= Brief =
From the listing below, copy each line that holds "never".

Content starts

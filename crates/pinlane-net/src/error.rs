//! Error types for the request orchestration core.
//!
//! These are *local* errors: misuse of the builder, bad configuration, or a
//! transport that could not be constructed. Failures of a call that was
//! actually attempted never surface as [`NetError`]; they are classified into
//! a [`NormalizedError`](crate::http::NormalizedError) and delivered through
//! the call's error callback.

/// Local errors raised by builders and configuration.
#[derive(Debug, Clone, thiserror::Error)]
pub enum NetError {
    /// The request description is contradictory or incomplete.
    #[error("Invalid request spec: {0}")]
    InvalidSpec(String),
    /// Invalid URL provided.
    #[error("Invalid URL: {0}")]
    InvalidUrl(String),
    /// Invalid header name or value.
    #[error("Invalid header: {0}")]
    InvalidHeader(String),
    /// TLS/SSL error.
    #[error("TLS error: {0}")]
    Tls(String),
    /// The underlying HTTP client could not be built.
    #[error("HTTP client error: {0}")]
    Client(String),
    /// JSON serialization/deserialization error.
    #[error("JSON error: {0}")]
    Json(String),
    /// I/O error.
    #[error("I/O error: {0}")]
    Io(String),
    /// Invalid configuration value.
    #[error("Invalid configuration: {0}")]
    Config(String),
}

impl NetError {
    /// Create an invalid-spec error.
    pub fn invalid_spec(message: impl Into<String>) -> Self {
        Self::InvalidSpec(message.into())
    }
}

impl From<reqwest::Error> for NetError {
    fn from(err: reqwest::Error) -> Self {
        Self::Client(err.to_string())
    }
}

impl From<url::ParseError> for NetError {
    fn from(err: url::ParseError) -> Self {
        Self::InvalidUrl(err.to_string())
    }
}

impl From<serde_json::Error> for NetError {
    fn from(err: serde_json::Error) -> Self {
        Self::Json(err.to_string())
    }
}

impl From<std::io::Error> for NetError {
    fn from(err: std::io::Error) -> Self {
        Self::Io(err.to_string())
    }
}

impl From<http::header::InvalidHeaderName> for NetError {
    fn from(err: http::header::InvalidHeaderName) -> Self {
        Self::InvalidHeader(err.to_string())
    }
}

impl From<http::header::InvalidHeaderValue> for NetError {
    fn from(err: http::header::InvalidHeaderValue) -> Self {
        Self::InvalidHeader(err.to_string())
    }
}

/// A specialized Result type for local pinlane-net operations.
pub type Result<T> = std::result::Result<T, NetError>;
//! Response sink, successful call results and transfer progress.

use std::sync::Arc;
use std::sync::atomic::{AtomicU64, Ordering};

use bytes::{Bytes, BytesMut};
use serde::de::DeserializeOwned;

use crate::error::Result;

/// A buffer the transport writes the response body into.
///
/// Each [`RequestSpec`](super::RequestSpec) owns a fresh sink; it travels with
/// the call and ends up in exactly one callback.
#[derive(Debug, Default)]
pub struct ResponseSink {
    buffer: BytesMut,
}

impl ResponseSink {
    /// Create an empty sink.
    pub fn new() -> Self {
        Self::default()
    }

    /// Create a sink holding the given bytes.
    pub fn from_bytes(bytes: impl AsRef<[u8]>) -> Self {
        Self {
            buffer: BytesMut::from(bytes.as_ref()),
        }
    }

    /// Append a chunk.
    pub fn write(&mut self, chunk: &[u8]) {
        self.buffer.extend_from_slice(chunk);
    }

    /// Number of bytes written so far.
    pub fn len(&self) -> usize {
        self.buffer.len()
    }

    /// Whether nothing was written.
    pub fn is_empty(&self) -> bool {
        self.buffer.is_empty()
    }

    /// Borrow the written bytes.
    pub fn as_bytes(&self) -> &[u8] {
        &self.buffer
    }

    /// Body decoded as UTF-8, replacing invalid sequences.
    pub fn text(&self) -> String {
        String::from_utf8_lossy(&self.buffer).into_owned()
    }

    /// Freeze into immutable bytes.
    pub fn into_bytes(self) -> Bytes {
        self.buffer.freeze()
    }
}

/// The result handed to a completion callback.
#[derive(Debug)]
pub struct CallResponse {
    /// HTTP status code (200, 201 or 204).
    pub status: u16,
    /// Response headers.
    pub headers: http::HeaderMap,
    /// The filled response sink.
    pub body: ResponseSink,
    /// Bytes uploaded by the request.
    pub uploaded_bytes: u64,
}

impl CallResponse {
    /// Get a specific header value.
    pub fn header(&self, name: impl AsRef<str>) -> Option<&str> {
        self.headers
            .get(name.as_ref())
            .and_then(|v| v.to_str().ok())
    }

    /// Response body as text.
    pub fn text(&self) -> String {
        self.body.text()
    }

    /// Parse the response body as JSON.
    pub fn json<T: DeserializeOwned>(&self) -> Result<T> {
        Ok(serde_json::from_slice(self.body.as_bytes())?)
    }
}

/// Progress information for downloads/uploads.
#[derive(Clone, Copy, Debug, PartialEq, Eq)]
pub struct TransferProgress {
    /// Number of bytes transferred so far.
    pub bytes_transferred: u64,
    /// Total number of bytes, if known.
    pub total_bytes: Option<u64>,
}

impl TransferProgress {
    /// Get the progress as a fraction (0.0 to 1.0), if total is known.
    pub fn fraction(&self) -> Option<f64> {
        self.total_bytes.map(|total| {
            if total == 0 {
                1.0
            } else {
                (self.bytes_transferred as f64 / total as f64).min(1.0)
            }
        })
    }

    /// Get the progress as a percentage (0 to 100), if total is known.
    pub fn percent(&self) -> Option<u8> {
        self.fraction().map(|f| (f * 100.0).min(100.0) as u8)
    }
}

const UNKNOWN_TOTAL: u64 = u64::MAX;

#[derive(Debug)]
struct ProgressCounters {
    uploaded: AtomicU64,
    upload_total: AtomicU64,
    downloaded: AtomicU64,
    download_total: AtomicU64,
}

/// Shared byte counters a transport updates while a call is in flight.
///
/// Cloning is cheap; all clones observe the same counters. Readers never
/// block the writer.
#[derive(Clone, Debug)]
pub struct ProgressTracker {
    counters: Arc<ProgressCounters>,
}

impl Default for ProgressTracker {
    fn default() -> Self {
        Self::new()
    }
}

impl ProgressTracker {
    /// Create a tracker with unknown totals and zero progress.
    pub fn new() -> Self {
        Self {
            counters: Arc::new(ProgressCounters {
                uploaded: AtomicU64::new(0),
                upload_total: AtomicU64::new(UNKNOWN_TOTAL),
                downloaded: AtomicU64::new(0),
                download_total: AtomicU64::new(UNKNOWN_TOTAL),
            }),
        }
    }

    /// Record the number of bytes the request body will upload.
    pub fn set_upload_total(&self, total: u64) {
        self.counters.upload_total.store(total, Ordering::Release);
    }

    /// Record that `bytes` more request bytes were handed to the network.
    pub fn advance_upload(&self, bytes: u64) {
        self.counters.uploaded.fetch_add(bytes, Ordering::AcqRel);
    }

    /// Record the response size, if the server announced one.
    pub fn set_download_total(&self, total: Option<u64>) {
        self.counters
            .download_total
            .store(total.unwrap_or(UNKNOWN_TOTAL), Ordering::Release);
    }

    /// Record that `bytes` more response bytes were received.
    pub fn advance_download(&self, bytes: u64) {
        self.counters.downloaded.fetch_add(bytes, Ordering::AcqRel);
    }

    /// Bytes uploaded so far.
    pub fn uploaded_bytes(&self) -> u64 {
        self.counters.uploaded.load(Ordering::Acquire)
    }

    /// Upload progress snapshot.
    pub fn upload(&self) -> TransferProgress {
        Self::snapshot(&self.counters.uploaded, &self.counters.upload_total)
    }

    /// Download progress snapshot.
    pub fn download(&self) -> TransferProgress {
        Self::snapshot(&self.counters.downloaded, &self.counters.download_total)
    }

    fn snapshot(done: &AtomicU64, total: &AtomicU64) -> TransferProgress {
        let total = total.load(Ordering::Acquire);
        TransferProgress {
            bytes_transferred: done.load(Ordering::Acquire),
            total_bytes: (total != UNKNOWN_TOTAL).then_some(total),
        }
    }
}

Content ends

= Solution =
//! actually attempted never surface as [`NetError`]; they are classified into
/// Cloning is cheap; all clones observe the same counters. Readers never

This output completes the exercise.